TASK TO CARRY OUT> Lines from the one containing "Precedence of exponentiation" through the last one in the data below: write them out word for word, and only them.

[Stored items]
pub mod ast;
pub mod error;
pub mod fmt;
pub mod token;

use ast::{call::{Call, Derivative}, expr::Expr};
use calc_error::ErrorKind;
use error::{Error, kind};
use super::tokenizer::{tokenize_complete, Token, TokenKind};
use std::{collections::HashSet, ops::Range};
use token::op::BinOpKind;

/// The maximum number of nested parenthesized expressions, argument lists, and exponents. This is
/// used to reject pathological input before it exhausts the stack.
pub const MAX_NESTING_DEPTH: usize = 128;

/// The maximum height of a parsed tree, counting every operation between the root and the
/// deepest leaf. Long chains like `1 + 1 + ... + 1` are limited by this instead of
/// [`MAX_NESTING_DEPTH`].
pub const MAX_TREE_HEIGHT: usize = 512;

/// A recursive-descent parser for the language. This is the type to use to parse an arbitrary
/// statement into an abstract syntax tree.
///
/// The grammar, from lowest to highest precedence:
///
/// ```text
/// S    -> E $
/// E    -> T { (+|-) T } [ (==|!=|<|<=|>|>=|=) E ]
/// T    -> F { (*|/|//|%|<implicit>) F }
/// F    -> [-] X [ (^|**) F ]
/// X    -> ( E ) | NUM | VAR { ' } [ ( ARGS ) ]
/// ARGS -> [ E { , E } ]
/// ```
#[derive(Debug, Clone)]
pub struct Parser<'source> {
    /// The tokens that this parser is currently parsing.
    tokens: Box<[Token<'source>]>,

    /// The index of the **next** token to be parsed.
    cursor: usize,

    /// The current nesting depth.
    depth: usize,

    /// The height of the tree most recently returned by one of the parsing functions.
    height: usize,
}

impl<'source> Parser<'source> {
    /// Create a new parser for the given source.
    ///
    /// Returns an error if the source contains a character that does not begin any token.
    pub fn new(source: &'source str) -> Result<Self, Error> {
        Ok(Self {
            tokens: tokenize_complete(source)?,
            cursor: 0,
            depth: 0,
            height: 0,
        })
    }

    /// Creates an error that points at the current token, or the end of the source code if the
    /// cursor is at the end of the stream.
    pub fn error(&self, kind: impl ErrorKind + 'static) -> Error {
        Error::new(vec![self.span()], kind)
    }

    /// Returns a span pointing at the end of the source code.
    pub fn eof_span(&self) -> Range<usize> {
        self.tokens.last().map_or(0..0, |token| token.span.end..token.span.end)
    }

    /// Returns the span of the current token, or the end of the source code if the cursor is at
    /// the end of the stream.
    pub fn span(&self) -> Range<usize> {
        self.tokens
            .get(self.cursor)
            .map_or(self.eof_span(), |token| token.span.clone())
    }

    /// Returns the current token. The cursor is not moved. Returns [`None`] if the cursor is at
    /// the end of the stream.
    pub fn current_token(&self) -> Option<&Token<'source>> {
        self.tokens.get(self.cursor)
    }

    /// Advances the cursor past the current token and returns it, but only if it is of the given
    /// kind.
    fn eat(&mut self, kind: TokenKind) -> Option<Token<'source>> {
        let token = self.current_token().filter(|token| token.kind == kind)?.clone();
        self.cursor += 1;
        Some(token)
    }

    /// Parses a complete statement. All the tokens must be consumed by the parser; if not, an
    /// error is returned.
    pub fn parse_statement(&mut self) -> Result<Expr, Error> {
        if self.tokens.is_empty() {
            return Err(self.error(kind::EmptyExpression));
        }

        let expr = self.parse_expr()?;
        match (expr, self.current_token()) {
            (Some(expr), None) => Ok(expr),
            (_, Some(token)) if token.kind == TokenKind::CloseParen => {
                Err(self.error(kind::UnclosedParenthesis { opening: false }))
            },
            (_, Some(token)) => Err(self.error(kind::UnexpectedToken {
                found: token.lexeme.to_string(),
            })),
            (None, None) => Err(self.error(kind::EmptyExpression)),
        }
    }

    /// Runs the given parsing function one nesting level deeper.
    fn nested<T>(&mut self, f: impl FnOnce(&mut Self) -> Result<T, Error>) -> Result<T, Error> {
        if self.depth >= MAX_NESTING_DEPTH {
            return Err(self.error(kind::NestingTooDeep { max: MAX_NESTING_DEPTH }));
        }

        self.depth += 1;
        let result = f(self);
        self.depth -= 1;
        result
    }

    /// Returns the height of an operation whose operands have the given heights, or an error
    /// pointing at the operator if that exceeds [`MAX_TREE_HEIGHT`].
    fn grow(&self, lhs: usize, rhs: usize, op: &Token) -> Result<usize, Error> {
        let height = 1 + lhs.max(rhs);
        if height > MAX_TREE_HEIGHT {
            return Err(Error::new(vec![op.span.clone()], kind::TooManyOperations {
                max: MAX_TREE_HEIGHT,
            }));
        }
        Ok(height)
    }

    /// Parses a sequence of terms, optionally followed by a comparison or assignment whose right
    /// side is a whole expression.
    ///
    /// Returns [`None`] without consuming anything if no expression starts at the cursor.
    fn parse_expr(&mut self) -> Result<Option<Expr>, Error> {
        self.nested(|input| {
            let Some(mut lhs) = input.parse_term()? else {
                return Ok(None);
            };
            let mut height = input.height;

            while let Some(token) = input.current_token().cloned() {
                let op = match BinOpKind::from_token(token.kind) {
                    Some(op @ (BinOpKind::Add | BinOpKind::Sub | BinOpKind::Assign)) => op,
                    Some(op) if op.is_comparison() => op,
                    _ => break,
                };
                input.cursor += 1;

                if op == BinOpKind::Assign {
                    validate_assign_target(&lhs, &token)?;
                }

                let is_term = matches!(op, BinOpKind::Add | BinOpKind::Sub);
                let rhs = if is_term {
                    input.parse_term()?
                } else {
                    input.parse_expr()?
                };
                let rhs = rhs.ok_or_else(|| Error::new(vec![token.span.clone()], kind::ExpectedOperand {
                    op: token.lexeme.to_string(),
                }))?;

                height = input.grow(height, input.height, &token)?;
                lhs = Expr::binary(lhs, op, rhs);
                if !is_term {
                    break;
                }
            }

            input.height = height;
            Ok(Some(lhs))
        })
    }

    /// Parses a sequence of factors joined by explicit or implicit multiplicative operators.
    fn parse_term(&mut self) -> Result<Option<Expr>, Error> {
        let Some(mut lhs) = self.parse_factor(false)? else {
            return Ok(None);
        };
        let mut height = self.height;

        while let Some(token) = self.current_token().cloned() {
            let explicit = match BinOpKind::from_token(token.kind) {
                Some(op @ (BinOpKind::Mul | BinOpKind::Div | BinOpKind::IntDiv | BinOpKind::Mod)) => {
                    self.cursor += 1;
                    Some(op)
                },
                _ => None,
            };

            // a `-` directly after a factor is a subtraction, so it must not start the implicit
            // right operand
            match (self.parse_factor(explicit.is_none())?, explicit) {
                (Some(rhs), op) => {
                    height = self.grow(height, self.height, &token)?;
                    lhs = Expr::binary(lhs, op.unwrap_or(BinOpKind::Mul), rhs);
                },
                (None, None) => break,
                (None, Some(_)) => return Err(Error::new(vec![token.span], kind::ExpectedOperand {
                    op: token.lexeme.to_string(),
                })),
            }
        }

        self.height = height;
        Ok(Some(lhs))
    }

    /// Parses an optionally negated primary expression, optionally raised to a power.
    ///
    /// Negation applies to the whole power, so `-x^2` is `-(x^2)`.
    fn parse_factor(&mut self, implicit: bool) -> Result<Option<Expr>, Error> {
        let negation = if implicit {
            None
        } else {
            self.eat(TokenKind::Sub)
        };

        let Some(mut expr) = self.parse_primary()? else {
            return match negation {
                Some(token) => Err(Error::new(vec![token.span], kind::UnexpectedNegation)),
                None => Ok(None),
            };
        };

        let mut height = self.height;

        if let Some(token) = self.eat(TokenKind::Exp) {
            let exponent = self.nested(|input| input.parse_factor(false))?
                .ok_or_else(|| Error::new(vec![token.span.clone()], kind::ExpectedOperand {
                    op: token.lexeme.to_string(),
                }))?;
            height = self.grow(height, self.height, &token)?;
            expr = expr.pow(exponent);
        }

        if let Some(token) = &negation {
            height = self.grow(height, 0, token)?;
            expr = -expr;
        }

        self.height = height;
        Ok(Some(expr))
    }

    /// Parses a parenthesized expression, a number, a variable, a function call, or a derivative.
    ///
    /// Returns [`None`] without consuming anything if the current token cannot start one.
    fn parse_primary(&mut self) -> Result<Option<Expr>, Error> {
        let Some(token) = self.current_token().cloned() else {
            return Ok(None);
        };

        match token.kind {
            TokenKind::Decimal | TokenKind::Bin | TokenKind::Hex => {
                self.cursor += 1;
                self.height = 1;
                Ok(Some(Expr::Number(token.number_value().unwrap_or(f64::NAN))))
            },
            TokenKind::OpenParen => {
                self.cursor += 1;
                let inner = self.parse_expr()?
                    .ok_or_else(|| Error::new(vec![token.span.clone()], kind::EmptyParenthesis))?;
                self.expect_close_paren(&token)?;
                Ok(Some(inner))
            },
            TokenKind::Name => {
                self.cursor += 1;
                let name = token.lexeme.to_string();

                let mut order = 0;
                let mut quotes_span = self.span();
                while let Some(quote) = self.eat(TokenKind::Quote) {
                    order += 1;
                    quotes_span.end = quote.span.end;
                }

                let Some(open) = self.eat(TokenKind::OpenParen) else {
                    return if order > 0 {
                        Err(Error::new(vec![quotes_span], kind::TrailingApostrophe))
                    } else {
                        self.height = 1;
                        Ok(Some(Expr::Variable(name)))
                    };
                };

                let args = self.parse_args()?;
                self.expect_close_paren(&open)?;
                self.height = self.grow(self.height, 0, &open)?;
                Ok(Some(if order == 0 {
                    Expr::Call(Call { name, args })
                } else {
                    Expr::Derivative(Derivative { name, args, order })
                }))
            },
            _ => Ok(None),
        }
    }

    /// Parses a possibly empty, comma-separated list of arguments.
    fn parse_args(&mut self) -> Result<Vec<Expr>, Error> {
        let mut args = Vec::new();
        let Some(first) = self.parse_expr()? else {
            self.height = 0;
            return Ok(args);
        };
        args.push(first);
        let mut height = self.height;

        while let Some(comma) = self.eat(TokenKind::Comma) {
            let arg = self.parse_expr()?
                .ok_or_else(|| Error::new(vec![comma.span], kind::ExpectedArgument))?;
            height = height.max(self.height);
            args.push(arg);
        }

        self.height = height;
        Ok(args)
    }

    /// Consumes the closing parenthesis matching the given opening parenthesis.
    fn expect_close_paren(&mut self, open: &Token) -> Result<(), Error> {
        if self.eat(TokenKind::CloseParen).is_some() {
            return Ok(());
        }

        match self.current_token() {
            Some(token) => Err(self.error(kind::UnexpectedToken {
                found: token.lexeme.to_string(),
            })),
            None => Err(Error::new(vec![open.span.clone()], kind::UnclosedParenthesis {
                opening: true,
            })),
        }
    }
}

/// Checks that the left side of an assignment is a variable or a function header whose
/// parameters are distinct identifiers.
pub fn validate_assign_target(target: &Expr, assign: &Token) -> Result<(), Error> {
    let spans = vec![assign.span.clone()];
    match target {
        Expr::Variable(_) => Ok(()),
        Expr::Call(call) => {
            let params = call.header_params().map_err(|param| Error::new(spans.clone(), kind::NonIdentifierParam {
                name: call.name.clone(),
                param: param.to_string(),
            }))?;

            let mut seen = HashSet::new();
            for param in params {
                if !seen.insert(param) {
                    return Err(Error::new(spans, kind::DuplicateParam {
                        param: param.to_string(),
                    }));
                }
            }
            Ok(())
        },
        _ => Err(Error::new(spans, kind::InvalidAssignTarget)),
    }
}

/// Parses a complete statement from the given source.
pub fn parse(source: &str) -> Result<Expr, Error> {
    Parser::new(source)?.parse_statement()
}

/// The associativity of a binary or unary operation.
#[derive(Debug, Clone, Copy, PartialEq)]
pub enum Associativity {
    /// The binary / unary operation is left-associative.
    ///
    /// For binary operations, this means `a op b op c` is evaluated as `(a op b) op c`.
    Left,

    /// The binary / unary operation is right-associative.
    ///
    /// For binary operations, this means `a op b op c` is evaluated as `a op (b op c)`.
    Right,
}

/// The precedence of an operation, in order from lowest precedence (evaluated last) to highest
/// precedence (evaluated first).
#[derive(Debug, Clone, Copy, PartialEq)]
pub enum Precedence {
    /// Any precedence.
    Any,

    /// Precedence of assignment (`=`).
    Assign,

    /// Precedence of comparisons (`>`, `>=`, `<`, `<=`, `==`, and `!=`).
    Compare,

    /// Precedence of addition (`+`) and subtraction (`-`), which separate terms.
    Term,

    /// Precedence of multiplication (`*`), division (`/`, `//`), and modulo (`%`), which separate
    /// factors.
    Factor,

    /// Precedence of unary subtraction (`-`).
    Neg,

    /// Precedence of exponentiation (`^`).
    Exp,

    /// Precedence of expressions that never need parentheses, such as numbers and calls.
    Atom,
}

impl PartialOrd for Precedence {
    fn partial_cmp(&self, other: &Self) -> Option<std::cmp::Ordering> {
        let left = *self as u8;
        let right = *other as u8;
        left.partial_cmp(&right)
    }
}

TASK OUTPUT>
    /// Precedence of exponentiation (`^`).
    Exp,

    /// Precedence of expressions that never need parentheses, such as numbers and calls.
    Atom,
}

impl PartialOrd for Precedence {
    fn partial_cmp(&self, other: &Self) -> Option<std::cmp::Ordering> {
        let left = *self as u8;
        let right = *other as u8;
        left.partial_cmp(&right)
    }
}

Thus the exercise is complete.